>>

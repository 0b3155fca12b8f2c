//! Subject obfuscation and wire identifier minting
//!
//! Two-layer subject scheme: the internal subject is a keyed hash only
//! the owner can derive; the usenet subject is uniform random and is the
//! only one that appears on the wire. The owner's index is the sole
//! linkage between the two.

use rand::rngs::OsRng;
use rand::{Rng, RngCore};

use crate::hash::sha256_concat;
use silo_core::types::{
    FolderId, InternalSubject, MessageId, ShareId, SubjectPair, UsenetSubject,
    MESSAGE_ID_ALPHABET, MESSAGE_ID_LOCAL_LEN,
};

/// Deterministic owner-side subject:
/// `sha256(folder_id || version || segment_index || folder_signing_key)`
pub fn internal_subject(
    folder_id: &FolderId,
    version: u64,
    segment_index: u32,
    folder_signing_key: &[u8; 32],
) -> InternalSubject {
    let digest = sha256_concat(&[
        folder_id.as_bytes(),
        &version.to_le_bytes(),
        &segment_index.to_le_bytes(),
        folder_signing_key,
    ]);
    InternalSubject::new(*digest.as_bytes())
}

/// Uniform random wire subject; no keyed relationship to anything
pub fn mint_usenet_subject() -> UsenetSubject {
    let mut entropy = [0u8; 12];
    OsRng.fill_bytes(&mut entropy);
    UsenetSubject::from_entropy(entropy)
}

/// Derive the owner-side subject and mint its wire counterpart
pub fn mint_subject_pair(
    folder_id: &FolderId,
    version: u64,
    segment_index: u32,
    folder_signing_key: &[u8; 32],
) -> SubjectPair {
    SubjectPair {
        internal: internal_subject(folder_id, version, segment_index, folder_signing_key),
        usenet: mint_usenet_subject(),
    }
}

/// Mint a fresh Message-ID: 16 random lowercase alphanumerics at a
/// domain that blends with common posting tools. 80 bits of entropy
/// plus server-side uniqueness handle collisions.
pub fn mint_message_id() -> MessageId {
    let mut rng = OsRng;
    let local: String = (0..MESSAGE_ID_LOCAL_LEN)
        .map(|_| MESSAGE_ID_ALPHABET[rng.gen_range(0..MESSAGE_ID_ALPHABET.len())] as char)
        .collect();
    MessageId::from_local(&local).expect("alphabet-constrained local part is always valid")
}

/// Mint a share ID: 15 random bytes, 24 base32 characters, 120 bits
pub fn mint_share_id() -> ShareId {
    let mut entropy = [0u8; 15];
    OsRng.fill_bytes(&mut entropy);
    ShareId::from_entropy(entropy)
}

#[cfg(test)]
mod tests {
    use super::*;
    use std::collections::HashSet;

    #[test]
    fn test_internal_subject_deterministic() {
        let folder = FolderId::new([1; 32]);
        let key = [2u8; 32];
        let a = internal_subject(&folder, 1, 0, &key);
        let b = internal_subject(&folder, 1, 0, &key);
        assert_eq!(a, b);
    }

    #[test]
    fn test_internal_subject_separates_inputs() {
        let folder = FolderId::new([1; 32]);
        let key = [2u8; 32];
        let base = internal_subject(&folder, 1, 0, &key);

        assert_ne!(base, internal_subject(&folder, 2, 0, &key));
        assert_ne!(base, internal_subject(&folder, 1, 1, &key));
        assert_ne!(base, internal_subject(&folder, 1, 0, &[3u8; 32]));
        assert_ne!(base, internal_subject(&FolderId::new([9; 32]), 1, 0, &key));
    }

    #[test]
    fn test_usenet_subject_no_repeats() {
        let mut seen = HashSet::new();
        for _ in 0..100 {
            assert!(seen.insert(mint_usenet_subject().as_str().to_string()));
        }
    }

    #[test]
    fn test_subject_pair_sides_unrelated() {
        let folder = FolderId::new([1; 32]);
        let key = [2u8; 32];

        // same derivation inputs, fresh wire subject each time
        let a = mint_subject_pair(&folder, 1, 0, &key);
        let b = mint_subject_pair(&folder, 1, 0, &key);
        assert_eq!(a.internal, b.internal);
        assert_ne!(a.usenet, b.usenet);
    }

    #[test]
    fn test_message_id_format_and_uniqueness() {
        let mut seen = HashSet::new();
        for _ in 0..100 {
            let id = mint_message_id();
            assert!(id.as_str().starts_with('<'));
            assert!(id.as_str().ends_with("@ngPost.com>"));
            assert!(seen.insert(id.as_str().to_string()));
        }
    }

    #[test]
    fn test_share_id_uniform_alphabet() {
        // drawing many share IDs should touch most of the base32 alphabet
        let mut chars = HashSet::new();
        for _ in 0..200 {
            for c in mint_share_id().as_str().chars() {
                chars.insert(c);
            }
        }
        assert!(chars.len() > 25, "alphabet coverage too small: {}", chars.len());
    }
}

<<

▶ YOUR TASK: Reproduce every line in the data that has the word "HashSet" in it.

▶ SOLUTION TO THIS EXERCISE:
    use std::collections::HashSet;
        let mut seen = HashSet::new();
        let mut seen = HashSet::new();
        let mut chars = HashSet::new();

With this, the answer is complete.